From: Kenneth Whistler (kenw@sybase.com)
Date: Mon Dec 02 2002 - 21:21:52 EST
Christian Wittern asked:
> Leaving aside the red light that flashed in my head on the notion of
> the W3C recommending PUA (for interchange?), I was wondering about the
> notion of PUA characters being by "Unicode defaults" treated as
> ideographs. Is there a canonical reference for this?
>
> Just wondering,
Many Unicode "character" properties are actually code point
properties. They must partition the entire Unicode codespace,
so that an API can return a meaningful value for any code
point, including PUA and unassigned code points, not just
for assigned characters.
Because of this, the Unicode Standard now has a concept of
a default property value, which applies in code points which
are not otherwise given an explicit value for that property.
In the case of PUA characters, the Unicode Character Database
gives them all the same properties. Some of the most important of
those properties are:
gc=Co (general category = Private_Use)
ccc=0 (combining class = 0, i.e. Not_Reordered)
bc=L (bidi class = strong Left_To_Right)
sc=Zyyy (script = Common)
lb=XX (line break = Unknown)
ea=A (east asian width = Ambiguous)
For ideographs, which also all have the same properties, the
relevant, corresponding properties are:
gc=Lo (general category = Other_Letter)
ccc=0 (combining class = 0, i.e. Not_Reordered)
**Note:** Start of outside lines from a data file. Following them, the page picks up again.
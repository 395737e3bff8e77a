//! hybrank config - Show the effective configuration

use clap::Args;

use crate::cli::{Cli, OutputFormat, output::emit_json};
use crate::config::Config;
use crate::error::{HybrankError, Result};

#[derive(Args, Debug)]
pub struct ConfigArgs {
    /// Dotted key to print (e.g. search.alpha); whole config when omitted
    pub key: Option<String>,
}

pub fn run(cli: &Cli, config: &Config, args: &ConfigArgs) -> Result<()> {
    let value = match &args.key {
        Some(key) => config_value_at(config, key)?,
        None => config_document(config)?,
    };

    match cli.output_format {
        OutputFormat::Json => emit_json(&value),
        OutputFormat::Human | OutputFormat::Tsv => {
            match value {
                toml::Value::Table(_) => {
                    let rendered = toml::to_string_pretty(&value)
                        .map_err(|err| HybrankError::Config(format!("render config: {err}")))?;
                    print!("{rendered}");
                }
                toml::Value::String(s) => println!("{s}"),
                other => println!("{other}"),
            }
            Ok(())
        }
    }
}

fn config_document(config: &Config) -> Result<toml::Value> {
    toml::Value::try_from(config)
        .map_err(|err| HybrankError::Config(format!("serialize config: {err}")))
}

fn config_value_at(config: &Config, key: &str) -> Result<toml::Value> {
    let doc = config_document(config)?;
    get_path(&doc, key)
}

fn get_path(doc: &toml::Value, key: &str) -> Result<toml::Value> {
    let mut current = doc;
    for part in key.split('.') {
        current = current
            .get(part)
            .ok_or_else(|| HybrankError::Config(format!("unknown key: {key}")))?;
    }
    Ok(current.clone())
}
bc=L (bidi class = strong Left_To_Right)
sc=Hani (script = Han)
lb=ID (line break = Ideographic)
ea=W (east asian width = Wide)
Thus, while in some respects the PUA characters are, by default,
like ideographs (they are all base characters and are treated
as left-to-right for bidi purposes), in other respects, their
properties differ.
In particular, with respect to line-breaking, UAX #14 currently
states for lb=XX:
"The default behavior for [XX] is identical to class AL.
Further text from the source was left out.